● Exercise description
The lines below that include the word "defaults" are to be reported.

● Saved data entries
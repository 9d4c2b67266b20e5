use std::fmt;
use std::str::FromStr;

/// Target container for the split tracks.
///
/// Formats differ in one capability that drives the whole pipeline: whether
/// the encoder can embed tags from command-line arguments. WAV output is a
/// stream copy whose tags must be written after the encode has finished.
#[derive(Debug, Clone, Copy, PartialEq, Eq, Hash)]
pub enum OutputFormat {
    /// Lossless stream copy into a WAVE container
    Wav,
    /// LAME encode at a fixed 320 kbit/s
    Mp3,
    /// FLAC at compression level 8
    Flac,
}

impl OutputFormat {
    pub const ALL: [OutputFormat; 3] = [OutputFormat::Wav, OutputFormat::Mp3, OutputFormat::Flac];

    pub fn extension(&self) -> &'static str {
        match self {
            OutputFormat::Wav => "wav",
            OutputFormat::Mp3 => "mp3",
            OutputFormat::Flac => "flac",
        }
    }

    /// Whether `-metadata key=value` arguments reach the output file
    pub fn supports_inline_metadata(&self) -> bool {
        match self {
            OutputFormat::Wav => false,
            OutputFormat::Mp3 | OutputFormat::Flac => true,
        }
    }

    /// Codec and container arguments for the encoder
    pub fn codec_args(&self) -> Vec<String> {
        let args: &[&str] = match self {
            OutputFormat::Wav => &["-c", "copy", "-f", "wav"],
            OutputFormat::Mp3 => &["-c:a", "libmp3lame", "-b:a", "320k", "-id3v2_version", "3"],
            OutputFormat::Flac => &["-c:a", "flac", "-compression_level", "8"],
        };
        args.iter().map(|s| s.to_string()).collect()
    }
}

impl fmt::Display for OutputFormat {
    fn fmt(&self, f: &mut fmt::Formatter<'_>) -> fmt::Result {
        f.write_str(self.extension())
    }
}

impl FromStr for OutputFormat {
    type Err = String;

    fn from_str(s: &str) -> Result<Self, Self::Err> {
        match s.trim().to_ascii_lowercase().as_str() {
            "wav" | "wave" => Ok(OutputFormat::Wav),
            "mp3" => Ok(OutputFormat::Mp3),
            "flac" => Ok(OutputFormat::Flac),
            other => Err(format!(
                "unknown format '{}' (expected one of: wav, mp3, flac)",
                other
            )),
        }
    }
}
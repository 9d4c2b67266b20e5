use crate::format::OutputFormat;
use std::num::NonZeroUsize;
use std::path::PathBuf;
use std::time::Duration;
use tracing::{debug, warn};

/// Default cue sheet text encoding
pub const DEFAULT_CUE_ENCODING: &str = "utf-8";

/// Default encoder executable
pub const DEFAULT_FFMPEG: &str = "ffmpeg";

/// Process-level configuration
/// In debug builds: also loads a .env file from the working directory
#[derive(Clone, Debug)]
pub struct Config {
    /// Encoder executable (`CUESPLIT_FFMPEG`)
    pub ffmpeg_path: PathBuf,
    /// Worker count used when the user does not pass one (`CUESPLIT_JOBS`)
    pub default_jobs: usize,
    /// Per-job encode timeout (`CUESPLIT_TIMEOUT_SECS`), none by default
    pub encode_timeout: Option<Duration>,
    /// `RUST_LOG`, read after the .env file so a dev setting there applies
    pub log_filter: Option<String>,
}

impl Default for Config {
    fn default() -> Self {
        Self {
            ffmpeg_path: PathBuf::from(DEFAULT_FFMPEG),
            default_jobs: available_parallelism(),
            encode_timeout: None,
            log_filter: None,
        }
    }
}

impl Config {
    /// Load configuration based on build mode
    pub fn load() -> Self {
        #[cfg(debug_assertions)]
        {
            if dotenvy::dotenv().is_ok() {
                debug!("Config: loaded .env file");
            }
        }

        Self::from_env()
    }

    /// Load configuration from environment variables
    fn from_env() -> Self {
        Self::from_vars(|key| std::env::var(key).ok())
    }

    /// Build configuration from a variable lookup
    fn from_vars(var: impl Fn(&str) -> Option<String>) -> Self {
        let defaults = Self::default();

        let ffmpeg_path = var("CUESPLIT_FFMPEG")
            .map(PathBuf::from)
            .unwrap_or(defaults.ffmpeg_path);

        let default_jobs = match var("CUESPLIT_JOBS") {
            Some(v) => match v.parse::<usize>() {
                Ok(jobs) if jobs > 0 => jobs,
                _ => {
                    warn!("Config: ignoring invalid CUESPLIT_JOBS value '{}'", v);
                    defaults.default_jobs
                }
            },
            None => defaults.default_jobs,
        };

        let encode_timeout = var("CUESPLIT_TIMEOUT_SECS")
            .and_then(|v| v.parse::<u64>().ok())
            .filter(|secs| *secs > 0)
            .map(Duration::from_secs);

        let log_filter = var("RUST_LOG").filter(|v| !v.trim().is_empty());

        debug!(
            "Config: encoder={}, jobs={}, timeout={:?}",
            ffmpeg_path.display(),
            default_jobs,
            encode_timeout
        );

        Self {
            ffmpeg_path,
            default_jobs,
            encode_timeout,
            log_filter,
        }
    }
}

/// Number of CPUs the process may use, at least 1
pub fn available_parallelism() -> usize {
    std::thread::available_parallelism()
        .map(NonZeroUsize::get)
        .unwrap_or(1)
}

/// Options for one split run
#[derive(Clone, Debug)]
pub struct SplitOptions {
    pub cue_path: PathBuf,
    /// Audio image shared by every track, overriding the cue's FILE lines
    pub audio_file: Option<PathBuf>,
    pub output_dir: PathBuf,
    pub format: OutputFormat,
    /// encoding_rs label for the cue text, or `auto`
    pub cue_encoding: String,
    pub overwrite: bool,
    pub no_metadata: bool,
    /// Requested worker count; WAV output always runs with one worker
    pub jobs: usize,
    pub track_offset: i64,
    /// Disc number to write, when disc tagging is requested
    pub disc_number: Option<u32>,
    pub encode_timeout: Option<Duration>,
}

impl SplitOptions {
    /// Options with the documented defaults for everything but the cue path
    pub fn new(cue_path: impl Into<PathBuf>) -> Self {
        Self {
            cue_path: cue_path.into(),
            audio_file: None,
            output_dir: PathBuf::from("."),
            format: OutputFormat::Flac,
            cue_encoding: DEFAULT_CUE_ENCODING.to_string(),
            overwrite: false,
            no_metadata: false,
            jobs: available_parallelism(),
            track_offset: 0,
            disc_number: None,
            encode_timeout: None,
        }
    }

    /// Worker pool width for this run
    pub fn pool_width(&self) -> usize {
        if self.format.supports_inline_metadata() {
            self.jobs.max(1)
        } else {
            1
        }
    }
}
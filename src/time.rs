//! Cue sheet timestamps
//!
//! Cue sheets address audio in MM:SS:FF triples where FF counts 1/75 second
//! frames (the CD sector rate). Encoder arguments want fractional seconds.

use std::fmt;

/// Frames per second of the cue timing standard (CD audio sectors)
pub const FRAMES_PER_SECOND: u32 = 75;

/// Decimal digits kept by [`to_seconds`] unless a caller asks otherwise
pub const DEFAULT_PRECISION: u32 = 2;

/// Most decimal digits [`to_seconds`] rounds to; an f64 holds no more
pub const MAX_PRECISION: u32 = 15;

/// A frame-based timestamp or duration (minutes, seconds, frames)
#[derive(Debug, Clone, Copy, PartialEq, Eq, PartialOrd, Ord, Hash, Default)]
pub struct Msf {
    pub minutes: u32,
    pub seconds: u32,
    pub frames: u32,
}

impl Msf {
    pub fn new(minutes: u32, seconds: u32, frames: u32) -> Self {
        Self {
            minutes,
            seconds,
            frames,
        }
    }

    /// Normalize a raw frame count into minutes/seconds/frames
    pub fn from_frames(total: u64) -> Self {
        let fps = FRAMES_PER_SECOND as u64;
        let frames = (total % fps) as u32;
        let total_seconds = total / fps;
        Self {
            minutes: (total_seconds / 60) as u32,
            seconds: (total_seconds % 60) as u32,
            frames,
        }
    }

    pub fn total_frames(&self) -> u64 {
        (self.minutes as u64 * 60 + self.seconds as u64) * FRAMES_PER_SECOND as u64
            + self.frames as u64
    }

    /// Distance from `earlier` to `self`, or `None` if `earlier` is later
    pub fn since(&self, earlier: Msf) -> Option<Msf> {
        self.total_frames()
            .checked_sub(earlier.total_frames())
            .map(Msf::from_frames)
    }

    /// Fractional seconds rounded to [`DEFAULT_PRECISION`] digits
    pub fn as_seconds(&self) -> f64 {
        to_seconds(self.minutes, self.seconds, self.frames, DEFAULT_PRECISION)
    }
}

impl fmt::Display for Msf {
    fn fmt(&self, f: &mut fmt::Formatter<'_>) -> fmt::Result {
        write!(f, "{:02}:{:02}:{:02}", self.minutes, self.seconds, self.frames)
    }
}

/// Convert a frame-based timestamp to seconds, rounded to `precision` digits
///
/// `precision` is clamped to [`MAX_PRECISION`].
pub fn to_seconds(minutes: u32, seconds: u32, frames: u32, precision: u32) -> f64 {
    let raw = minutes as f64 * 60.0 + seconds as f64 + frames as f64 / FRAMES_PER_SECOND as f64;
    let scale = 10f64.powi(precision.min(MAX_PRECISION) as i32);
    (raw * scale).round() / scale
}

/// Render seconds the way the encoder expects them on its command line
pub fn format_seconds(value: f64) -> String {
    format!("{:.2}", value)
}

● Output for this exercise
        let defaults = Self::default();
            .unwrap_or(defaults.ffmpeg_path);
                    defaults.default_jobs
            None => defaults.default_jobs,
    /// Options with the documented defaults for everything but the cue path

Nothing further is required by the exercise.